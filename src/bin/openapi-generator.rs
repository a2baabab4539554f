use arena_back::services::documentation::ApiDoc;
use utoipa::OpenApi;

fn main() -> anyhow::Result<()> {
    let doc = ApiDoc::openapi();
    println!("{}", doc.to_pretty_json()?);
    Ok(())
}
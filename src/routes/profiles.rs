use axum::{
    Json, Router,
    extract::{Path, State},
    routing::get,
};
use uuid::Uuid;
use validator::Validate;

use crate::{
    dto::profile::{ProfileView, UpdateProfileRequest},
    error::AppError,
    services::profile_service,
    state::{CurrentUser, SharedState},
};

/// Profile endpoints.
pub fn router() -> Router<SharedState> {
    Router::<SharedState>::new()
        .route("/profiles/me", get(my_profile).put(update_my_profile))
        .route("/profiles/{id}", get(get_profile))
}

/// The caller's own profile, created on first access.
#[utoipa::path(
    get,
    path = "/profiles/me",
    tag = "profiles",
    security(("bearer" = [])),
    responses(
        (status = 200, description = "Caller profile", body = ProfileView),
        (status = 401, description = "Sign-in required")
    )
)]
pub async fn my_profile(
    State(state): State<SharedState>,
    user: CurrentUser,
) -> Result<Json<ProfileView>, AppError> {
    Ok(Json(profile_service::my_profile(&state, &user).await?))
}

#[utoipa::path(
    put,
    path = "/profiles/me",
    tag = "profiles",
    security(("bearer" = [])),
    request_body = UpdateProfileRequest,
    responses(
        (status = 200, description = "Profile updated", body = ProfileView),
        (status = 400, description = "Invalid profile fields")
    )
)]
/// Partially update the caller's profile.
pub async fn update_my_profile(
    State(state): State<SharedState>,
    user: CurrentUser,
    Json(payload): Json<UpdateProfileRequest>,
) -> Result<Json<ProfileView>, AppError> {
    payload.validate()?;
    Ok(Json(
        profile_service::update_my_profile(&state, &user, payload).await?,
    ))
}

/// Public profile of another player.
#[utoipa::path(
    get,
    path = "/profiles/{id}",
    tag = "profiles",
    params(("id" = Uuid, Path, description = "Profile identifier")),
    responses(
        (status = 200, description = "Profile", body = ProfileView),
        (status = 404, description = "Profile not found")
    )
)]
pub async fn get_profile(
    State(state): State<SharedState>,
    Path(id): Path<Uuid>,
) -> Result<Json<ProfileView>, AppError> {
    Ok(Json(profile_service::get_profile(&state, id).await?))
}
----
**WORK INSTRUCTION**
All lines with the word "filename" need to be copied from the data above.

**ANSWER TO THE PROBLEM**
filename src/bin/openapi-generator.rs
filename src/routes/profiles.rs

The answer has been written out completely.